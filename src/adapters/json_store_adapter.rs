//! JSON file account store.
//!
//! All accounts live in one file as an object keyed by account id. Saves
//! rewrite the whole file through a temporary sibling and a rename.

use serde_json::{Map, Value};
use std::fs;
use std::path::PathBuf;

use crate::domain::account::Account;
use crate::domain::error::SimtraderError;
use crate::ports::account_store_port::AccountStorePort;

pub struct JsonStoreAdapter {
    path: PathBuf,
}

fn store_err(reason: String) -> SimtraderError {
    SimtraderError::Store { reason }
}

impl JsonStoreAdapter {
    pub fn new(path: PathBuf) -> Self {
        Self { path }
    }

    fn read_all(&self) -> Result<Map<String, Value>, SimtraderError> {
        let content = match fs::read_to_string(&self.path) {
            Ok(c) => c,
            Err(e) if e.kind() == std::io::ErrorKind::NotFound => return Ok(Map::new()),
            Err(e) => {
                return Err(store_err(format!(
                    "failed to read {}: {}",
                    self.path.display(),
                    e
                )));
            }
        };
        if content.trim().is_empty() {
            return Ok(Map::new());
        }
        serde_json::from_str(&content)
            .map_err(|e| store_err(format!("corrupt store {}: {}", self.path.display(), e)))
    }

    fn write_all(&self, accounts: &Map<String, Value>) -> Result<(), SimtraderError> {
        let body = serde_json::to_string_pretty(accounts)
            .map_err(|e| store_err(format!("failed to encode accounts: {}", e)))?;
        let tmp = self.path.with_extension("json.tmp");
        fs::write(&tmp, body)
            .map_err(|e| store_err(format!("failed to write {}: {}", tmp.display(), e)))?;
        fs::rename(&tmp, &self.path)
            .map_err(|e| store_err(format!("failed to replace {}: {}", self.path.display(), e)))
    }
}

impl AccountStorePort for JsonStoreAdapter {
    fn load(&self, account_id: &str) -> Result<Option<Account>, SimtraderError> {
        let accounts = self.read_all()?;
        accounts
            .get(account_id)
            .map(|value| {
                serde_json::from_value(value.clone())
                    .map_err(|e| store_err(format!("invalid account {}: {}", account_id, e)))
            })
            .transpose()
    }

    fn save(&self, account: &Account) -> Result<(), SimtraderError> {
        let mut accounts = self.read_all()?;
        let value = serde_json::to_value(account)
            .map_err(|e| store_err(format!("failed to encode {}: {}", account.id(), e)))?;
        accounts.insert(account.id().to_string(), value);
        tracing::debug!(account = account.id(), path = %self.path.display(), "account saved");
        self.write_all(&accounts)
    }

    fn list_accounts(&self) -> Result<Vec<String>, SimtraderError> {
        let mut ids: Vec<String> = self.read_all()?.keys().cloned().collect();
        ids.sort();
        Ok(ids)
    }
}

#[cfg(test)]
mod tests {
    use super::*;
    use crate::domain::alert::add_alert;
    use crate::domain::ledger::execute_buy;
    use rust_decimal_macros::dec;
    use tempfile::TempDir;

    fn store() -> (TempDir, JsonStoreAdapter) {
        let dir = TempDir::new().unwrap();
        let adapter = JsonStoreAdapter::new(dir.path().join("accounts.json"));
        (dir, adapter)
    }

    #[test]
    fn load_missing_file_is_none() {
        let (_dir, adapter) = store();
        assert!(adapter.load("alice").unwrap().is_none());
        assert!(adapter.list_accounts().unwrap().is_empty());
    }

    #[test]
    fn save_then_load_preserves_account() {
        let (_dir, adapter) = store();
        let mut account = Account::new("alice", dec!(10000));
        execute_buy(&mut account, "AAPL", 10, dec!(50)).unwrap();
        add_alert(&mut account, "AAPL", dec!(60)).unwrap();
        account.add_to_watchlist("TSLA");

        adapter.save(&account).unwrap();
        let loaded = adapter.load("alice").unwrap().unwrap();
        assert_eq!(loaded, account);
    }

    #[test]
    fn save_keeps_other_accounts() {
        let (_dir, adapter) = store();
        adapter.save(&Account::new("bob", dec!(5))).unwrap();
        adapter.save(&Account::new("alice", dec!(7))).unwrap();
        assert_eq!(adapter.list_accounts().unwrap(), vec!["alice", "bob"]);
        assert_eq!(
            adapter.load("bob").unwrap().unwrap().cash_balance(),
            dec!(5)
        );
    }

    #[test]
    fn corrupt_file_is_store_error() {
        let (dir, adapter) = store();
        fs::write(dir.path().join("accounts.json"), "{not json").unwrap();
        assert!(matches!(
            adapter.load("alice"),
            Err(SimtraderError::Store { .. })
        ));
    }

    #[test]
    fn invalid_record_is_store_error() {
        let (dir, adapter) = store();
        fs::write(
            dir.path().join("accounts.json"),
            r#"{"alice":{"id":"alice","cash_balance":"-10"}}"#,
        )
        .unwrap();
        assert!(matches!(
            adapter.load("alice"),
            Err(SimtraderError::Store { .. })
        ));
    }
}
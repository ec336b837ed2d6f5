use clap::Parser;
use simtrader::cli::{run, Cli};

fn main() -> std::process::ExitCode {
    run(Cli::parse())
}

· · · ·

● ABOUT THIS TASK: Keeping each line intact, set down the entire listing once more.

● OUTPUT BELOW:
filename src/adapters/json_store_adapter.rs
//! JSON file account store.
//!
//! All accounts live in one file as an object keyed by account id. Saves
//! rewrite the whole file through a temporary sibling and a rename.

use serde_json::{Map, Value};
use std::fs;
use std::path::PathBuf;

use crate::domain::account::Account;
use crate::domain::error::SimtraderError;
use crate::ports::account_store_port::AccountStorePort;

pub struct JsonStoreAdapter {
    path: PathBuf,
}

fn store_err(reason: String) -> SimtraderError {
    SimtraderError::Store { reason }
}

impl JsonStoreAdapter {
    pub fn new(path: PathBuf) -> Self {
        Self { path }
    }

    fn read_all(&self) -> Result<Map<String, Value>, SimtraderError> {
        let content = match fs::read_to_string(&self.path) {
            Ok(c) => c,
            Err(e) if e.kind() == std::io::ErrorKind::NotFound => return Ok(Map::new()),
            Err(e) => {
                return Err(store_err(format!(
                    "failed to read {}: {}",
                    self.path.display(),
                    e
                )));
            }
        };
        if content.trim().is_empty() {
            return Ok(Map::new());
        }
        serde_json::from_str(&content)
            .map_err(|e| store_err(format!("corrupt store {}: {}", self.path.display(), e)))
    }

    fn write_all(&self, accounts: &Map<String, Value>) -> Result<(), SimtraderError> {
        let body = serde_json::to_string_pretty(accounts)
            .map_err(|e| store_err(format!("failed to encode accounts: {}", e)))?;
        let tmp = self.path.with_extension("json.tmp");
        fs::write(&tmp, body)
            .map_err(|e| store_err(format!("failed to write {}: {}", tmp.display(), e)))?;
        fs::rename(&tmp, &self.path)
            .map_err(|e| store_err(format!("failed to replace {}: {}", self.path.display(), e)))
    }
}

impl AccountStorePort for JsonStoreAdapter {
    fn load(&self, account_id: &str) -> Result<Option<Account>, SimtraderError> {
        let accounts = self.read_all()?;
        accounts
            .get(account_id)
            .map(|value| {
                serde_json::from_value(value.clone())
                    .map_err(|e| store_err(format!("invalid account {}: {}", account_id, e)))
            })
            .transpose()
    }

    fn save(&self, account: &Account) -> Result<(), SimtraderError> {
        let mut accounts = self.read_all()?;
        let value = serde_json::to_value(account)
            .map_err(|e| store_err(format!("failed to encode {}: {}", account.id(), e)))?;
        accounts.insert(account.id().to_string(), value);
        tracing::debug!(account = account.id(), path = %self.path.display(), "account saved");
        self.write_all(&accounts)
    }

    fn list_accounts(&self) -> Result<Vec<String>, SimtraderError> {
        let mut ids: Vec<String> = self.read_all()?.keys().cloned().collect();
        ids.sort();
        Ok(ids)
    }
}

#[cfg(test)]
mod tests {
    use super::*;
    use crate::domain::alert::add_alert;
    use crate::domain::ledger::execute_buy;
    use rust_decimal_macros::dec;
    use tempfile::TempDir;

    fn store() -> (TempDir, JsonStoreAdapter) {
        let dir = TempDir::new().unwrap();
        let adapter = JsonStoreAdapter::new(dir.path().join("accounts.json"));
        (dir, adapter)
    }

    #[test]
    fn load_missing_file_is_none() {
        let (_dir, adapter) = store();
        assert!(adapter.load("alice").unwrap().is_none());
        assert!(adapter.list_accounts().unwrap().is_empty());
    }

    #[test]
    fn save_then_load_preserves_account() {
        let (_dir, adapter) = store();
        let mut account = Account::new("alice", dec!(10000));
        execute_buy(&mut account, "AAPL", 10, dec!(50)).unwrap();
        add_alert(&mut account, "AAPL", dec!(60)).unwrap();
        account.add_to_watchlist("TSLA");

        adapter.save(&account).unwrap();
        let loaded = adapter.load("alice").unwrap().unwrap();
        assert_eq!(loaded, account);
    }

    #[test]
    fn save_keeps_other_accounts() {
        let (_dir, adapter) = store();
        adapter.save(&Account::new("bob", dec!(5))).unwrap();
        adapter.save(&Account::new("alice", dec!(7))).unwrap();
        assert_eq!(adapter.list_accounts().unwrap(), vec!["alice", "bob"]);
        assert_eq!(
            adapter.load("bob").unwrap().unwrap().cash_balance(),
            dec!(5)
        );
    }

    #[test]
    fn corrupt_file_is_store_error() {
        let (dir, adapter) = store();
        fs::write(dir.path().join("accounts.json"), "{not json").unwrap();
        assert!(matches!(
            adapter.load("alice"),
            Err(SimtraderError::Store { .. })
        ));
    }

    #[test]
    fn invalid_record_is_store_error() {
        let (dir, adapter) = store();
        fs::write(
            dir.path().join("accounts.json"),
            r#"{"alice":{"id":"alice","cash_balance":"-10"}}"#,
        )
        .unwrap();
        assert!(matches!(
            adapter.load("alice"),
            Err(SimtraderError::Store { .. })
        ));
    }
}
repository ec336b837ed2d6f5
use clap::Parser;
use simtrader::cli::{run, Cli};

fn main() -> std::process::ExitCode {
    run(Cli::parse())
}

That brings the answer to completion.